[Your goal] Copy the records out again in full, keeping them identical.

*** Material for this exercise ***

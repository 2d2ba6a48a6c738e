use async_trait::async_trait;
use chrono::NaiveDateTime;
use serde_json::{Map, Value, json};

use warden_core::AppResult;
use warden_domain::{DataScope, RoleId};

use super::accounts::datetime_value;
use super::listing::{ListQuery, Page};

/// Role as stored.
#[derive(Debug, Clone, PartialEq, Eq)]
pub struct RoleRecord {
    /// Role identifier.
    pub id: RoleId,
    /// Unique role slug.
    pub slug: String,
    /// Display name.
    pub name: String,
    /// Row visibility scope.
    pub data_scope: DataScope,
    /// Granted permission node ids.
    pub permission_ids: Vec<i64>,
    /// Bound menu node ids.
    pub menu_ids: Vec<i64>,
    /// Creation timestamp.
    pub created_at: Option<NaiveDateTime>,
    /// Last update timestamp.
    pub updated_at: Option<NaiveDateTime>,
}

impl RoleRecord {
    /// Returns the record as screen values keyed by field name.
    #[must_use]
    pub fn to_screen_values(&self) -> Map<String, Value> {
        let related = |ids: &[i64]| {
            Value::Array(ids.iter().map(|id| json!({ "id": id })).collect())
        };

        let mut values = Map::new();
        values.insert("id".to_owned(), json!(self.id.as_i64()));
        values.insert("slug".to_owned(), json!(self.slug));
        values.insert("name".to_owned(), json!(self.name));
        values.insert("data_scope".to_owned(), json!(self.data_scope.as_storage()));
        values.insert("permissions".to_owned(), related(&self.permission_ids));
        values.insert("menus".to_owned(), related(&self.menu_ids));
        values.insert("created_at".to_owned(), datetime_value(self.created_at));
        values.insert("updated_at".to_owned(), datetime_value(self.updated_at));
        values
    }
}

/// Role write payload after validation.
#[derive(Debug, Clone, PartialEq, Eq)]
pub struct RoleDraft {
    /// Unique role slug.
    pub slug: String,
    /// Display name.
    pub name: String,
    /// Row visibility scope.
    pub data_scope: DataScope,
    /// Replacement permission set.
    pub permission_ids: Vec<i64>,
    /// Replacement menu set, or `None` when menu binding is off.
    pub menu_ids: Option<Vec<i64>>,
}

/// Repository port for roles and their grants.
#[async_trait]
pub trait RoleRepository: Send + Sync {
    /// Lists one page of roles.
    async fn list_roles(&self, query: &ListQuery) -> AppResult<Page<RoleRecord>>;

    /// Lists every role ordered by id, used for select options.
    async fn all_roles(&self) -> AppResult<Vec<RoleRecord>>;

    /// Finds a role with its grants.
    async fn find_role(&self, role_id: RoleId) -> AppResult<Option<RoleRecord>>;

    /// Returns the distinct permission ids granted to any of the roles.
    async fn permission_ids_for_roles(&self, role_ids: &[RoleId]) -> AppResult<Vec<i64>>;

    /// Creates a role with its grants.
    async fn create_role(&self, draft: RoleDraft) -> AppResult<RoleRecord>;

    /// Updates a role and replaces its grants.
    async fn update_role(&self, role_id: RoleId, draft: RoleDraft) -> AppResult<RoleRecord>;

    /// Deletes a role and its pivot rows.
    async fn delete_role(&self, role_id: RoleId) -> AppResult<()>;
}
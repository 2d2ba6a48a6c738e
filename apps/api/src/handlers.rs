pub mod accounts;
pub mod health;
pub mod menu;
pub mod roles;

#[cfg(test)]
mod tests;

*** End of Material for this exercise ***

[Result]
repository 2d2ba6a48a6c738e
use async_trait::async_trait;
use chrono::NaiveDateTime;
use serde_json::{Map, Value, json};

use warden_core::AppResult;
use warden_domain::{DataScope, RoleId};

use super::accounts::datetime_value;
use super::listing::{ListQuery, Page};

/// Role as stored.
#[derive(Debug, Clone, PartialEq, Eq)]
pub struct RoleRecord {
    /// Role identifier.
    pub id: RoleId,
    /// Unique role slug.
    pub slug: String,
    /// Display name.
    pub name: String,
    /// Row visibility scope.
    pub data_scope: DataScope,
    /// Granted permission node ids.
    pub permission_ids: Vec<i64>,
    /// Bound menu node ids.
    pub menu_ids: Vec<i64>,
    /// Creation timestamp.
    pub created_at: Option<NaiveDateTime>,
    /// Last update timestamp.
    pub updated_at: Option<NaiveDateTime>,
}

impl RoleRecord {
    /// Returns the record as screen values keyed by field name.
    #[must_use]
    pub fn to_screen_values(&self) -> Map<String, Value> {
        let related = |ids: &[i64]| {
            Value::Array(ids.iter().map(|id| json!({ "id": id })).collect())
        };

        let mut values = Map::new();
        values.insert("id".to_owned(), json!(self.id.as_i64()));
        values.insert("slug".to_owned(), json!(self.slug));
        values.insert("name".to_owned(), json!(self.name));
        values.insert("data_scope".to_owned(), json!(self.data_scope.as_storage()));
        values.insert("permissions".to_owned(), related(&self.permission_ids));
        values.insert("menus".to_owned(), related(&self.menu_ids));
        values.insert("created_at".to_owned(), datetime_value(self.created_at));
        values.insert("updated_at".to_owned(), datetime_value(self.updated_at));
        values
    }
}

/// Role write payload after validation.
#[derive(Debug, Clone, PartialEq, Eq)]
pub struct RoleDraft {
    /// Unique role slug.
    pub slug: String,
    /// Display name.
    pub name: String,
    /// Row visibility scope.
    pub data_scope: DataScope,
    /// Replacement permission set.
    pub permission_ids: Vec<i64>,
    /// Replacement menu set, or `None` when menu binding is off.
    pub menu_ids: Option<Vec<i64>>,
}

/// Repository port for roles and their grants.
#[async_trait]
pub trait RoleRepository: Send + Sync {
    /// Lists one page of roles.
    async fn list_roles(&self, query: &ListQuery) -> AppResult<Page<RoleRecord>>;

    /// Lists every role ordered by id, used for select options.
    async fn all_roles(&self) -> AppResult<Vec<RoleRecord>>;

    /// Finds a role with its grants.
    async fn find_role(&self, role_id: RoleId) -> AppResult<Option<RoleRecord>>;

    /// Returns the distinct permission ids granted to any of the roles.
    async fn permission_ids_for_roles(&self, role_ids: &[RoleId]) -> AppResult<Vec<i64>>;

    /// Creates a role with its grants.
    async fn create_role(&self, draft: RoleDraft) -> AppResult<RoleRecord>;

    /// Updates a role and replaces its grants.
    async fn update_role(&self, role_id: RoleId, draft: RoleDraft) -> AppResult<RoleRecord>;

    /// Deletes a role and its pivot rows.
    async fn delete_role(&self, role_id: RoleId) -> AppResult<()>;
}
repository 2d2ba6a48a6c738e
filename apps/api/src/handlers.rs
pub mod accounts;
pub mod health;
pub mod menu;
pub mod roles;

#[cfg(test)]
mod tests;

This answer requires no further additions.